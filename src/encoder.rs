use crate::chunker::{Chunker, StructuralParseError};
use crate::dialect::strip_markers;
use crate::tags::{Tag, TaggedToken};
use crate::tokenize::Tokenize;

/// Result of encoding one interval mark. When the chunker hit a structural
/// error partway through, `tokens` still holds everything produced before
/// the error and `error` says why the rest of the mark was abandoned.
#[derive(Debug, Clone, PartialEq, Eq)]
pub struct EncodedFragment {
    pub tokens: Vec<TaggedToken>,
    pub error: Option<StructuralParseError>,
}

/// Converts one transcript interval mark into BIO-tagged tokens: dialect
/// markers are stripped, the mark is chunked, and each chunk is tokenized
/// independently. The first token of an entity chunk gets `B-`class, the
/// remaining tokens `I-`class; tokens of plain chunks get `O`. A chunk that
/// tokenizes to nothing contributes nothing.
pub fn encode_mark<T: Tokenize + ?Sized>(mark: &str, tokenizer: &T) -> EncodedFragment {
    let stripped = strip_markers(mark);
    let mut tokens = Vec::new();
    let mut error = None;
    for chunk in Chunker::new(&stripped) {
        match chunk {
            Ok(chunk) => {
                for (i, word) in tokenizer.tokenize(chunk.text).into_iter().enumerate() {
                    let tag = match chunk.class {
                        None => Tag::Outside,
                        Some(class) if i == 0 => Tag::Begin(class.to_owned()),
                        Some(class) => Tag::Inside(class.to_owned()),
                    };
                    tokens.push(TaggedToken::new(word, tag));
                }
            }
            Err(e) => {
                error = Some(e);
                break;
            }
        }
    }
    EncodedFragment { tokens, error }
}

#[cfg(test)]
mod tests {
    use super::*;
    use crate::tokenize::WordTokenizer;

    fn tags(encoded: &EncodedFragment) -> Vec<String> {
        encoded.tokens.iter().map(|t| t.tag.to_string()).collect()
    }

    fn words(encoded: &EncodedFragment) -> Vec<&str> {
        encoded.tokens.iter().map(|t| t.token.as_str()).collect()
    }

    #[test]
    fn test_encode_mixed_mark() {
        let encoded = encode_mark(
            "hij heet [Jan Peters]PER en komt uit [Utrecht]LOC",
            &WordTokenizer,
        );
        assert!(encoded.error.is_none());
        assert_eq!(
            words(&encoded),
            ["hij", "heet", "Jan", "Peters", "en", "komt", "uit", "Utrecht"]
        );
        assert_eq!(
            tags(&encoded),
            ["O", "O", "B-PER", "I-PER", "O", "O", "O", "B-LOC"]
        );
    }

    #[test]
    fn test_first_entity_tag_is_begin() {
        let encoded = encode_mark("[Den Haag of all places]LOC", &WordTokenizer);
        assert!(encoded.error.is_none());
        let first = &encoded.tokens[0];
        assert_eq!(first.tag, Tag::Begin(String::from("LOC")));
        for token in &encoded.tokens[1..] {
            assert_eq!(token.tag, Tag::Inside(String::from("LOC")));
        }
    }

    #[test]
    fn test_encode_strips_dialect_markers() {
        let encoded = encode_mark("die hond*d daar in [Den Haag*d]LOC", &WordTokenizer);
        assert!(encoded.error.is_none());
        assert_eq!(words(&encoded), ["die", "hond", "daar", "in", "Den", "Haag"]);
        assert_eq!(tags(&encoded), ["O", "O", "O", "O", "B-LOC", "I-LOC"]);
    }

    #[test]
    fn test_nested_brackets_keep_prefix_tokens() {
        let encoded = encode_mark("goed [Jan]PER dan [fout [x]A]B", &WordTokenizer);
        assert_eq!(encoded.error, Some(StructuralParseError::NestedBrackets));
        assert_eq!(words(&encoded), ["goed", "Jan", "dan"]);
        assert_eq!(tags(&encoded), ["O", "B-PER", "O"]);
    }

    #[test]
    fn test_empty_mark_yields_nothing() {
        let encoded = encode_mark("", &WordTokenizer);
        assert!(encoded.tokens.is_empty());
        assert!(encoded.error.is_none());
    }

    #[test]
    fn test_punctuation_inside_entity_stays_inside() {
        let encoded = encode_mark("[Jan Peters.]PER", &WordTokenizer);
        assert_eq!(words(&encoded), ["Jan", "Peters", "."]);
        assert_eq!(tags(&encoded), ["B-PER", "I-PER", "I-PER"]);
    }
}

==

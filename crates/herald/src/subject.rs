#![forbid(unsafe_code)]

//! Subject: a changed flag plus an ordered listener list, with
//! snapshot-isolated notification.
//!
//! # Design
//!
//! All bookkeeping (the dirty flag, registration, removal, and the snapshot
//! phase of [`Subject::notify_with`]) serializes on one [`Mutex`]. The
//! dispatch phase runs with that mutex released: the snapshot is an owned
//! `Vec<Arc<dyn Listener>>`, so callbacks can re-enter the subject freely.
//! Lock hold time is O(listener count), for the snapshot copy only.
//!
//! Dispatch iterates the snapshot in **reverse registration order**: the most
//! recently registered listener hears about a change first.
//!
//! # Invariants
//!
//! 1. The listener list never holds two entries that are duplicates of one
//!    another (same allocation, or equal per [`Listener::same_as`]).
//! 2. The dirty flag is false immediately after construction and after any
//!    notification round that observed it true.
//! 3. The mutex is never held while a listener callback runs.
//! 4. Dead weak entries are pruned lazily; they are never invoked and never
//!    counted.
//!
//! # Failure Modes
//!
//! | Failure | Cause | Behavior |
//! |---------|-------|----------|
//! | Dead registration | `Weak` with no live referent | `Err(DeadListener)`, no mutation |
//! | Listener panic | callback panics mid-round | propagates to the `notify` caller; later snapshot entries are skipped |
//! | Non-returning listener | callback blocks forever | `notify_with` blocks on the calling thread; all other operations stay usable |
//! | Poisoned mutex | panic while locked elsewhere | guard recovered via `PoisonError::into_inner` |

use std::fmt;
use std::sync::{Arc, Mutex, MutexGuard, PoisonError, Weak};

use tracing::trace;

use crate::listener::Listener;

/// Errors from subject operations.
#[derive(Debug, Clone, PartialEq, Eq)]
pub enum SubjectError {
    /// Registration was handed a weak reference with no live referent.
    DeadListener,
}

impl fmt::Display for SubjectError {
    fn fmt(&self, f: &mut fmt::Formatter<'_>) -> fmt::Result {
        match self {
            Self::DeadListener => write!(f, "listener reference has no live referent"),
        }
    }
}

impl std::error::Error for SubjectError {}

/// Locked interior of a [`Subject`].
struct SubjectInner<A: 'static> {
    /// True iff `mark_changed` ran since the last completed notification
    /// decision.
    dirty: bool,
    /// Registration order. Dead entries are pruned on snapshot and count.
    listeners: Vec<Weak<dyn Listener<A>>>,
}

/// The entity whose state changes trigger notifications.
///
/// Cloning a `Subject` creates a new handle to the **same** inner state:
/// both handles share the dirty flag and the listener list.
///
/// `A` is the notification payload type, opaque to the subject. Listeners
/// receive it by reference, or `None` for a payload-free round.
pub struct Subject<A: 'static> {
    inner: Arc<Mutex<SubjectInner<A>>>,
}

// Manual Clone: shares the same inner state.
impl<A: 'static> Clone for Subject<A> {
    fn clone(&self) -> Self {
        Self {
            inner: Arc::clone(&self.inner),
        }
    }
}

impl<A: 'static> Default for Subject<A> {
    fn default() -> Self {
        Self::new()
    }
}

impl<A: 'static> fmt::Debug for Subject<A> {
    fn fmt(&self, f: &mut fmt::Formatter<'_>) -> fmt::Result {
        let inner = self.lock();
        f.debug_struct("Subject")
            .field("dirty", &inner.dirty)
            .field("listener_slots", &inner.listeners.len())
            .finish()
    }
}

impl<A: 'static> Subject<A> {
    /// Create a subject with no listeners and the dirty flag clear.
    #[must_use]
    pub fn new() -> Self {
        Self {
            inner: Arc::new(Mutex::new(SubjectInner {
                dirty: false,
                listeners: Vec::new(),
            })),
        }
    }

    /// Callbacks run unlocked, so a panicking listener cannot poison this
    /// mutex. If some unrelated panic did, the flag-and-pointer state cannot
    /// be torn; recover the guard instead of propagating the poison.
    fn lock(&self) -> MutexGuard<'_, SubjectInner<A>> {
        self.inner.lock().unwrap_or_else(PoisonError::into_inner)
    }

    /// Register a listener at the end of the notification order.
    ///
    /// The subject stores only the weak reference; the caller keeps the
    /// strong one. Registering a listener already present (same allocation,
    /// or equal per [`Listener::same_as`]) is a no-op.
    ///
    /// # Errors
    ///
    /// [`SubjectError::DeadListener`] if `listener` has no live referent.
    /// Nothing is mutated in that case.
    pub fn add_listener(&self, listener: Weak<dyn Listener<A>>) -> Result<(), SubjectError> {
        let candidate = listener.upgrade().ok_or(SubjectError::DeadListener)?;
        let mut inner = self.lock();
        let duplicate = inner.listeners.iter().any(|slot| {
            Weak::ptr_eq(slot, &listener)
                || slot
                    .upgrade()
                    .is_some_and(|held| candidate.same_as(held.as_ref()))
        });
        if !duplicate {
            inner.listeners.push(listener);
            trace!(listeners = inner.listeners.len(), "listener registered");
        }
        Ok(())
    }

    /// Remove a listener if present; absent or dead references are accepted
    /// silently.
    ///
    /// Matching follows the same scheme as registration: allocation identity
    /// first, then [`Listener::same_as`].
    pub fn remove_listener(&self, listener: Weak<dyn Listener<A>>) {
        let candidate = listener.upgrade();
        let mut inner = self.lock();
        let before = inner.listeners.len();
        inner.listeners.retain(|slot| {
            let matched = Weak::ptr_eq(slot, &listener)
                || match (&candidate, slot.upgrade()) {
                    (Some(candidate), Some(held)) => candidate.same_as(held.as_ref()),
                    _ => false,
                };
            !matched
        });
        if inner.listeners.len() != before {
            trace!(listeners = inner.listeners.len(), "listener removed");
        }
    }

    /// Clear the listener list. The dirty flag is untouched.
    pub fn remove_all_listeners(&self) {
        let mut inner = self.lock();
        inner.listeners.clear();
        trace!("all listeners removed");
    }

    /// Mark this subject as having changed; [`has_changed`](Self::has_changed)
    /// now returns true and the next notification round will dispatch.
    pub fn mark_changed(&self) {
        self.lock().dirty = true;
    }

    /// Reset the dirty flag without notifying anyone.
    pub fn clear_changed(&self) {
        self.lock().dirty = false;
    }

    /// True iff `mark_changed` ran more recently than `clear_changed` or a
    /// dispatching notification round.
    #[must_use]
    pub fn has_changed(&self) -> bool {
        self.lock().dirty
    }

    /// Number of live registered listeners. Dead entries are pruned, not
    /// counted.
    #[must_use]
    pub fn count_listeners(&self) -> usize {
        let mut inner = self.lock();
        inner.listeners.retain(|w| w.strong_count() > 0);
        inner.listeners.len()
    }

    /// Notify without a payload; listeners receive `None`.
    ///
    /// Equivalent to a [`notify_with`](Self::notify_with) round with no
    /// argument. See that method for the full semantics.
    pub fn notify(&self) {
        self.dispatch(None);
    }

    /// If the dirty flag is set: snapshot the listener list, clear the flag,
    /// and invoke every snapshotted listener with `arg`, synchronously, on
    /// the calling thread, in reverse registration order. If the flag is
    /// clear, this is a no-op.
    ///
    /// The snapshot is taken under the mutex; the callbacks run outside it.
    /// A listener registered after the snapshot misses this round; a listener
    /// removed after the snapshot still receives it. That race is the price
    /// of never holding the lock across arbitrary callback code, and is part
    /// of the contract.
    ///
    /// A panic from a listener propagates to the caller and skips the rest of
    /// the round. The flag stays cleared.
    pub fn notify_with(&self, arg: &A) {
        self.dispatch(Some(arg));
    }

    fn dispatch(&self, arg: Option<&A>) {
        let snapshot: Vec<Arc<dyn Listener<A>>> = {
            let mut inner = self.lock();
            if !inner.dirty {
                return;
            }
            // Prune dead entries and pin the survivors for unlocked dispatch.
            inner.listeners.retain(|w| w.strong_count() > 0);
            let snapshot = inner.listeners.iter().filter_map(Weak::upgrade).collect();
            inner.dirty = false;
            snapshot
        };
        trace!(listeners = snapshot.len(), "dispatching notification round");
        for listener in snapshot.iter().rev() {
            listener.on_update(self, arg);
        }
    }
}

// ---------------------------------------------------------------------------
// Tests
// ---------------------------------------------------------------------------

## What you have to do
Copy every line of the data that holds the string "filename".

## Exercise result
filename src/encoder.rs
filename crates/herald/src/subject.rs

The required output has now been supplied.